= Saved data entries =
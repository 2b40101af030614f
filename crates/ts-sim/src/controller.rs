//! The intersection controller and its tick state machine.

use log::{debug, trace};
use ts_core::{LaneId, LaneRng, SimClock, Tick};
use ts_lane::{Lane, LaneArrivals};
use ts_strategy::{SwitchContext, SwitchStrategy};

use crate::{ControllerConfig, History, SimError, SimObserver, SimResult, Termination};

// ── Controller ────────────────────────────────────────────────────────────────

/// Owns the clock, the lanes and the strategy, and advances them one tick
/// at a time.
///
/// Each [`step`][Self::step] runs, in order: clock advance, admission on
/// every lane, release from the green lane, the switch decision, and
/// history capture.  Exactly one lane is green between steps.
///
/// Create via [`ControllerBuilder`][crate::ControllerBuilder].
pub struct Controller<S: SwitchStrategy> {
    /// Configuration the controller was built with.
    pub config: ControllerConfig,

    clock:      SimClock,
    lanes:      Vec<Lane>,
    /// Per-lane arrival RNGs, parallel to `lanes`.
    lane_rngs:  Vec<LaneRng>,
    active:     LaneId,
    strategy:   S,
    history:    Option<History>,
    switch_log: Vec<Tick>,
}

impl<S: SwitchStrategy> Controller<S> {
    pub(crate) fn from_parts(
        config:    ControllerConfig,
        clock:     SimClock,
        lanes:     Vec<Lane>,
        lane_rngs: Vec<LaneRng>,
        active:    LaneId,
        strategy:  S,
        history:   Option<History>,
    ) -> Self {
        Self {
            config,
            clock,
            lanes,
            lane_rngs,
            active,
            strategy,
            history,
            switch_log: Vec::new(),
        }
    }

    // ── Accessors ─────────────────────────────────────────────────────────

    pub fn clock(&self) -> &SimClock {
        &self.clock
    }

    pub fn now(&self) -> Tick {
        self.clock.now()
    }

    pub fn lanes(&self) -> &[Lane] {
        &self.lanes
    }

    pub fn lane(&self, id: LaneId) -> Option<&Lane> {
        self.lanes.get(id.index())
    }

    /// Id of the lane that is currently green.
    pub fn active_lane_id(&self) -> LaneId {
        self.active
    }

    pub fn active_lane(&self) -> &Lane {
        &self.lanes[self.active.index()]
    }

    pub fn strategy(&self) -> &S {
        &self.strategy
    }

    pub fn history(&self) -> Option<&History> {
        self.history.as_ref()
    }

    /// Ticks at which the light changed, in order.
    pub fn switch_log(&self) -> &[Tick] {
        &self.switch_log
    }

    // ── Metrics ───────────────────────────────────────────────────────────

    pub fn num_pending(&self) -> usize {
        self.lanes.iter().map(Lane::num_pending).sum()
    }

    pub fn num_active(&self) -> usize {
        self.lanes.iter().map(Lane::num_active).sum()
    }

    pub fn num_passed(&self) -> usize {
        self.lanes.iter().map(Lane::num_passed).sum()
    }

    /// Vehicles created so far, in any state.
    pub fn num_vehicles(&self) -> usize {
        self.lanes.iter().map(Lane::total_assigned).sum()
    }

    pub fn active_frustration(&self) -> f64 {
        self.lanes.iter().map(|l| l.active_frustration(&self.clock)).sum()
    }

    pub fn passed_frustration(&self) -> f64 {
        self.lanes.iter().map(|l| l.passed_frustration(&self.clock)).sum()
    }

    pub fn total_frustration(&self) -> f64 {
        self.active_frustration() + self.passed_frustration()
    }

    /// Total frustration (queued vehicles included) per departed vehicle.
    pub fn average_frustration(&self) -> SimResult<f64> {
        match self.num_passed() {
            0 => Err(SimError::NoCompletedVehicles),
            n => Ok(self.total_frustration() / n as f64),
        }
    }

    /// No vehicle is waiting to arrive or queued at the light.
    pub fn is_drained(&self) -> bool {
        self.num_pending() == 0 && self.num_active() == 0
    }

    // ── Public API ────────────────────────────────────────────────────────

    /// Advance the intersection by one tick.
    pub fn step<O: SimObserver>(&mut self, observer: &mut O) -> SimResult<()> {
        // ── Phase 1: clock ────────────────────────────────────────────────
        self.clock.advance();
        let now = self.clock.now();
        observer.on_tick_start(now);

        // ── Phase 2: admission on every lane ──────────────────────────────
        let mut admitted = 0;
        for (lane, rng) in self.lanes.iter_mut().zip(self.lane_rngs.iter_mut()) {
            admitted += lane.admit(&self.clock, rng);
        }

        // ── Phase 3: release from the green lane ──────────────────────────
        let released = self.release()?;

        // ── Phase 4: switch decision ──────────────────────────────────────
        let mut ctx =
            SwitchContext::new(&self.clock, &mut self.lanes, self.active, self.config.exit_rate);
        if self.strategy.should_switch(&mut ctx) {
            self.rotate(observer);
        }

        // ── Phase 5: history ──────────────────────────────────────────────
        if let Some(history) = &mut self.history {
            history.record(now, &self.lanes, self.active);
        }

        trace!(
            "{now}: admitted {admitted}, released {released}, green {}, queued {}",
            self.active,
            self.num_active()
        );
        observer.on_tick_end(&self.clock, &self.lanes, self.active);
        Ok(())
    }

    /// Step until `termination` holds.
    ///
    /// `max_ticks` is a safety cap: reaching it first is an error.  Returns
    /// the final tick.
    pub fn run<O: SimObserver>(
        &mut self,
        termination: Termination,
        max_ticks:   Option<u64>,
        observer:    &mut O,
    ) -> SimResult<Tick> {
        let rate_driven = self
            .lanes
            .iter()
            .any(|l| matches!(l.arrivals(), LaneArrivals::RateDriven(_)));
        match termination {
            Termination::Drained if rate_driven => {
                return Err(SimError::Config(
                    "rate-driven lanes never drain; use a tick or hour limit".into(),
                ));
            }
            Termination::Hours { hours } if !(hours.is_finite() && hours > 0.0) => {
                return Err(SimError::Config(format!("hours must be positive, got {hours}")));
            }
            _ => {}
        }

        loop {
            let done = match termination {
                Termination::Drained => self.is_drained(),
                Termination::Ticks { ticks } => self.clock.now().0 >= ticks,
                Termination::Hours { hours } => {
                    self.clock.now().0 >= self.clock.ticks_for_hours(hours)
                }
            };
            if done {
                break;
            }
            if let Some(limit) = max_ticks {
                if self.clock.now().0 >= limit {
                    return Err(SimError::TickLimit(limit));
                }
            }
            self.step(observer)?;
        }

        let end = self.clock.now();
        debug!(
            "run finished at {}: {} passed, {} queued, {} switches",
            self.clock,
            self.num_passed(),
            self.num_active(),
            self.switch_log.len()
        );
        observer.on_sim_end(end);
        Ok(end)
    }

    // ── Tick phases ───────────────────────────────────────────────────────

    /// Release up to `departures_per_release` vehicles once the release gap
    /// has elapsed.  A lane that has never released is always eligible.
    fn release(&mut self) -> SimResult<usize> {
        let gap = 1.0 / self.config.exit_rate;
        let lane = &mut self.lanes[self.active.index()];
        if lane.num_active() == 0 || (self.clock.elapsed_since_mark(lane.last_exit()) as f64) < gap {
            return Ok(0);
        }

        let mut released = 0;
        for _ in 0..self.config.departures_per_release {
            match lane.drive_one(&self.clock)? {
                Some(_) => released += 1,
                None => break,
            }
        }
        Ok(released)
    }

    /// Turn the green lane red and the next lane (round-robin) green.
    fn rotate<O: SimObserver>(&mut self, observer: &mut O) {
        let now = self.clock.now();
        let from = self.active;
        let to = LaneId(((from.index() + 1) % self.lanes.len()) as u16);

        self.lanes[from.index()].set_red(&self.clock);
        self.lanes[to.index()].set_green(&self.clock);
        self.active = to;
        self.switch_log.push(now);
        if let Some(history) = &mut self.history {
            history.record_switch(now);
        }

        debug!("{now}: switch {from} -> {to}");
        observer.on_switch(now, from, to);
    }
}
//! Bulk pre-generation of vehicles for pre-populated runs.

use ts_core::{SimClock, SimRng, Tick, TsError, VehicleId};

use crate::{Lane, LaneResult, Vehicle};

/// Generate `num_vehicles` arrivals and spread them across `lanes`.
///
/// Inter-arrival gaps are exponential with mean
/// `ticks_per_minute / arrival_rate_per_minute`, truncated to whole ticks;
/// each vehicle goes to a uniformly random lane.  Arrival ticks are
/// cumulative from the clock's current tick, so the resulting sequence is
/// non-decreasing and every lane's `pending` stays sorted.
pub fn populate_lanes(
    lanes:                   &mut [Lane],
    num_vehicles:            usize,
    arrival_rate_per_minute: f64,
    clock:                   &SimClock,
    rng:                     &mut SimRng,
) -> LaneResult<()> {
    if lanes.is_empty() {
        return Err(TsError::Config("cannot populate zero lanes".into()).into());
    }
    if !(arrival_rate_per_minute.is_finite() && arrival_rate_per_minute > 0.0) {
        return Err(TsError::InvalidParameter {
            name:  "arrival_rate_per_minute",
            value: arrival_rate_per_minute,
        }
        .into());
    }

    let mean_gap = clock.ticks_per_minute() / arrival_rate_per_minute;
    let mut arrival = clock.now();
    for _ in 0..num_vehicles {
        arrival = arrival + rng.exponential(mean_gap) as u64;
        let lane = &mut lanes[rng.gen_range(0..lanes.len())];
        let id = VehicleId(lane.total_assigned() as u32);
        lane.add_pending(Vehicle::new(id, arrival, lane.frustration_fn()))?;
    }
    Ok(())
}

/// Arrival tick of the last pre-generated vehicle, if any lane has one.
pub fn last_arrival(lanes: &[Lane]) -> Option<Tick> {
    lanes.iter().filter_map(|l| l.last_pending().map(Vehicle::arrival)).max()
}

...

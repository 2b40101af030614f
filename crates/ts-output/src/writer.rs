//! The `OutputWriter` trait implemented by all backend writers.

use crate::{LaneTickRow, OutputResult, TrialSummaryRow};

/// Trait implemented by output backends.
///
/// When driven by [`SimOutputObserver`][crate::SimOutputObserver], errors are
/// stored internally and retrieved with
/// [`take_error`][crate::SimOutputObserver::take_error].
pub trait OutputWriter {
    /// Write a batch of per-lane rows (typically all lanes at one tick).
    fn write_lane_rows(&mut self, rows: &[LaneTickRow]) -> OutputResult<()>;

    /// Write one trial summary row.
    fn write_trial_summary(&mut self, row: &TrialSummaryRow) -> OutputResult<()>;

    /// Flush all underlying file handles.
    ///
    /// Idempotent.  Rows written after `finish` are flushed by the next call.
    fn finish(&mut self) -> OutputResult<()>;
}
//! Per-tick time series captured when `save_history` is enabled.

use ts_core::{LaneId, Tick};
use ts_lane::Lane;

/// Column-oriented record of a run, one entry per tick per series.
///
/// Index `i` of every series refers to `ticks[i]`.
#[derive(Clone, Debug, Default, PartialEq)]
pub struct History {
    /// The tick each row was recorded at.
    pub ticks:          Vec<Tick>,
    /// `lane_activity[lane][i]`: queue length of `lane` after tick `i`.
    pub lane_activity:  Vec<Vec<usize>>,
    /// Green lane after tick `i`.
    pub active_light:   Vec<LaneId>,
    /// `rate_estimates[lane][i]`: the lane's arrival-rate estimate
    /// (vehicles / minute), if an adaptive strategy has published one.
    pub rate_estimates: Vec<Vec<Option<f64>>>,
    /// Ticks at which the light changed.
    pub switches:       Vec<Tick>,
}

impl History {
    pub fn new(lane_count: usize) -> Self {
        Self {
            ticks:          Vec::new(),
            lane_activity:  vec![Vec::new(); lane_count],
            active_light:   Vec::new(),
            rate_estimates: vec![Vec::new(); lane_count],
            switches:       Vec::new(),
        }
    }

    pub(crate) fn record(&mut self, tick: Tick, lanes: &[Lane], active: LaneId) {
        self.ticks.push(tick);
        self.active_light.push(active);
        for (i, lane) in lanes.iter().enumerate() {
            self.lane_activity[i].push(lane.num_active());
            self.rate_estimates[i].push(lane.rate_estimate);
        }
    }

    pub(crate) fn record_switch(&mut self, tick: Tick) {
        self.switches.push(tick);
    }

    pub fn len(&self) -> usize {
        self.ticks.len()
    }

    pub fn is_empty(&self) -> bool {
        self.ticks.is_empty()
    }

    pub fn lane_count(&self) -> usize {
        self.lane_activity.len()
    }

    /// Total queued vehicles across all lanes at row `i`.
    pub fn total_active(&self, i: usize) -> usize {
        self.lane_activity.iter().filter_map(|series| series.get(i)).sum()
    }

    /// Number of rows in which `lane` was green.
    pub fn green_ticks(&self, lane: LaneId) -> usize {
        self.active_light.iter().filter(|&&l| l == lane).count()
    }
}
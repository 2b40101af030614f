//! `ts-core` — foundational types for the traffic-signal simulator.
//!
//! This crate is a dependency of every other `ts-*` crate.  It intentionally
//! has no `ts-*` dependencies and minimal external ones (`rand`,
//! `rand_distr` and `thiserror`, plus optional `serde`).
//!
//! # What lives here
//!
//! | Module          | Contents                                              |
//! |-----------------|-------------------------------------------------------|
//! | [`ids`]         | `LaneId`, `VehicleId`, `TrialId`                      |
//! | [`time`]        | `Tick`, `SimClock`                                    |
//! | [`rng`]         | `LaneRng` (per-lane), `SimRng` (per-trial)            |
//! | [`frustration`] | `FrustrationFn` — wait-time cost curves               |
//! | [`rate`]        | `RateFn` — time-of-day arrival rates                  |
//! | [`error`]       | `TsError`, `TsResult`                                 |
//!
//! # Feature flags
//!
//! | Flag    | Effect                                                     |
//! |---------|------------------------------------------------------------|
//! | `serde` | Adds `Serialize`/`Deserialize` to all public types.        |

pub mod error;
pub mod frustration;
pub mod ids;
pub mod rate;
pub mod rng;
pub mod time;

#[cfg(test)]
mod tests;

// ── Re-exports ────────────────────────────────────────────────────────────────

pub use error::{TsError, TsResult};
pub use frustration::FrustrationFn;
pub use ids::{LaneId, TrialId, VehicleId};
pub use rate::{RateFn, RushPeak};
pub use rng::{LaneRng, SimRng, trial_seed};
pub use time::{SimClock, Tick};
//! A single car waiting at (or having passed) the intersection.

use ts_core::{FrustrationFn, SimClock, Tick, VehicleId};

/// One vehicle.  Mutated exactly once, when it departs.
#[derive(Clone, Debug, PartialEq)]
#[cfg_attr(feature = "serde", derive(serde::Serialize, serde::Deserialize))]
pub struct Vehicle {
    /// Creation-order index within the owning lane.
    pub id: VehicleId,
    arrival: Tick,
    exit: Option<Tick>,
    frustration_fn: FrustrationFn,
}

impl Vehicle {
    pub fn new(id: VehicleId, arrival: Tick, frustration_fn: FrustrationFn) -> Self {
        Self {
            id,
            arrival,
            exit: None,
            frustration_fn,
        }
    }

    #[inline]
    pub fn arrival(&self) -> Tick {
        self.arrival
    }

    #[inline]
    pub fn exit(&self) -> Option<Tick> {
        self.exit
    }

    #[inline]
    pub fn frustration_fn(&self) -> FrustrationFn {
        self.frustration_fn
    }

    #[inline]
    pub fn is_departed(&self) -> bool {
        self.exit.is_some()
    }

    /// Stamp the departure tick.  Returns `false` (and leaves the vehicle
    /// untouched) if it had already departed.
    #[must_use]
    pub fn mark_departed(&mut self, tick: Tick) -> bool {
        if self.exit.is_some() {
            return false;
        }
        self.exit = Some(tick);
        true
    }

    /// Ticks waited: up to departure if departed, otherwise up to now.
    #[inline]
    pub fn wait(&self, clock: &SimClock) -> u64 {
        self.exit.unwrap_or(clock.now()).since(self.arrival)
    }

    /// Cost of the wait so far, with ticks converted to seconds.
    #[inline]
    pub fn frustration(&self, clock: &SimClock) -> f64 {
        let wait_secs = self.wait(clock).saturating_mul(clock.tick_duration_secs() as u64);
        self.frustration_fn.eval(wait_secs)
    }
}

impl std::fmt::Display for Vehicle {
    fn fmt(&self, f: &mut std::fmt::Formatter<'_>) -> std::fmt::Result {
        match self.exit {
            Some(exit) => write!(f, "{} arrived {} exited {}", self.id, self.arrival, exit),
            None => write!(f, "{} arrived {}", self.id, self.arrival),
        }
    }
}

==

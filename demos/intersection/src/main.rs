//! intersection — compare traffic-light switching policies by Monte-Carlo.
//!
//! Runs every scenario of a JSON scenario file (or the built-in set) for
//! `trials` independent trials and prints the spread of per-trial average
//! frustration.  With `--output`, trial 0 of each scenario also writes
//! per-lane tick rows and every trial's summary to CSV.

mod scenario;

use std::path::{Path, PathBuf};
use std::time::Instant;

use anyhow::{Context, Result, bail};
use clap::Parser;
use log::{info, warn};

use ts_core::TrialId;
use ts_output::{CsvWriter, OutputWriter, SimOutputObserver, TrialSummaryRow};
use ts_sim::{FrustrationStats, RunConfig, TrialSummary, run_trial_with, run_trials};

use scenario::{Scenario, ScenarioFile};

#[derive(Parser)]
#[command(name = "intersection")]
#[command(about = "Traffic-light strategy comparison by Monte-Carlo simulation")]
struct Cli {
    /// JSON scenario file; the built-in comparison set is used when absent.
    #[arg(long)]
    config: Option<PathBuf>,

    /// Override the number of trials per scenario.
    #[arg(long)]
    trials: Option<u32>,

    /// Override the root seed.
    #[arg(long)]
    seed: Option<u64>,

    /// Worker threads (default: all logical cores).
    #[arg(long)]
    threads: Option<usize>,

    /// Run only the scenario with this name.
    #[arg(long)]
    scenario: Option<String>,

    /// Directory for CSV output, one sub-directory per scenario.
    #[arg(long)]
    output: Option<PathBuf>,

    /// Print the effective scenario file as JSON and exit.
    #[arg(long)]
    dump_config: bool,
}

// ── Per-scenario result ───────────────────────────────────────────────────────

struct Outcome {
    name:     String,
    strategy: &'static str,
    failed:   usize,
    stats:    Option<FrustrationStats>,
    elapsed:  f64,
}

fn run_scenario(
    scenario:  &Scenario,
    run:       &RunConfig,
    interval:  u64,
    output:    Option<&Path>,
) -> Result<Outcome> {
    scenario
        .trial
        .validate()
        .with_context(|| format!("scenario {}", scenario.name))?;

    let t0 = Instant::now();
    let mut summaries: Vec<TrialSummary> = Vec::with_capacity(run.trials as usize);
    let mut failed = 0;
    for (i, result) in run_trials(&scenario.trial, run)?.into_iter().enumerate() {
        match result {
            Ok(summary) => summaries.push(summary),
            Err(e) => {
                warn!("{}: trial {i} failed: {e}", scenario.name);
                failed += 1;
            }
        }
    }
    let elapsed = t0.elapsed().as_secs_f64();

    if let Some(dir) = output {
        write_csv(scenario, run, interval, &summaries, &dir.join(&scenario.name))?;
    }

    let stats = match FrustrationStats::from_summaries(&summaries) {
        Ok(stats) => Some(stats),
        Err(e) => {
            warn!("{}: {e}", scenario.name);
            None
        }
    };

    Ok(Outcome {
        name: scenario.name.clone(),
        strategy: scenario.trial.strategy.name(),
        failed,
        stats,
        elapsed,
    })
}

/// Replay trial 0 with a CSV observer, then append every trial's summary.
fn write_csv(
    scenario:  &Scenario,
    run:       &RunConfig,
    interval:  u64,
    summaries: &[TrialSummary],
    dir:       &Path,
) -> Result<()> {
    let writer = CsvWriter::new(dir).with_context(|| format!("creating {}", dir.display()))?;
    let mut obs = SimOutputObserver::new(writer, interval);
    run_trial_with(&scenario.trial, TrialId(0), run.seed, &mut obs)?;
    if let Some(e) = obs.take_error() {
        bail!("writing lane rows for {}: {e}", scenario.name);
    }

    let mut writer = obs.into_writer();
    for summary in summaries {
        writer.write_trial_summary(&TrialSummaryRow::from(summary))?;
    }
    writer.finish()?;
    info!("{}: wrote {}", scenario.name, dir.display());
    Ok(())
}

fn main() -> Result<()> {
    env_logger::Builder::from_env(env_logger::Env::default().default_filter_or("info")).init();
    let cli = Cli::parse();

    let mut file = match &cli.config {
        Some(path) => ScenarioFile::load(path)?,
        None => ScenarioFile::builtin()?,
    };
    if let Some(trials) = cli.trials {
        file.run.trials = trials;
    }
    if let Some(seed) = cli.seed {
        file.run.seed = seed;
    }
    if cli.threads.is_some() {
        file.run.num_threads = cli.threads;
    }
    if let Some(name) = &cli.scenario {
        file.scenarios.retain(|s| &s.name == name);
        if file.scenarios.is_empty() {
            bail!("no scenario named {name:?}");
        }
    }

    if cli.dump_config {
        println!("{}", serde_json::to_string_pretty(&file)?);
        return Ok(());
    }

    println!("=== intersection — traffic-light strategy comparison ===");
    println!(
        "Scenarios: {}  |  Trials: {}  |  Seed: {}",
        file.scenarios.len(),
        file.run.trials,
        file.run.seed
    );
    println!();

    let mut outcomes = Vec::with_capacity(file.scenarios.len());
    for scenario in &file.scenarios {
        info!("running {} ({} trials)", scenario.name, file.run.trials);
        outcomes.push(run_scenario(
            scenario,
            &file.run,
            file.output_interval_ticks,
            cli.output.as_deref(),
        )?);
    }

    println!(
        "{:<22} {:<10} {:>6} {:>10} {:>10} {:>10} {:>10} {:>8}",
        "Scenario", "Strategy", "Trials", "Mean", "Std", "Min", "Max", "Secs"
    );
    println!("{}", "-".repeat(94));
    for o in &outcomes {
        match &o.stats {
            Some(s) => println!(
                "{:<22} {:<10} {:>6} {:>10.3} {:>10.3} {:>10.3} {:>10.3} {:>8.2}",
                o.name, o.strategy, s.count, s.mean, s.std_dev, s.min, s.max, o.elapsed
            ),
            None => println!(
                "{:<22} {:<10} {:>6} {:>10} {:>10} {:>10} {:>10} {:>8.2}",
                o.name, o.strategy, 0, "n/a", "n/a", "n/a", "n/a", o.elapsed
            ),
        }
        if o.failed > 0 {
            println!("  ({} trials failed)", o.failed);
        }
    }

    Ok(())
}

= Problem requirements =
Find and copy each line above that includes the string "filename".

= Written response =
filename crates/ts-sim/src/controller.rs
filename crates/ts-output/src/writer.rs
filename demos/intersection/src/main.rs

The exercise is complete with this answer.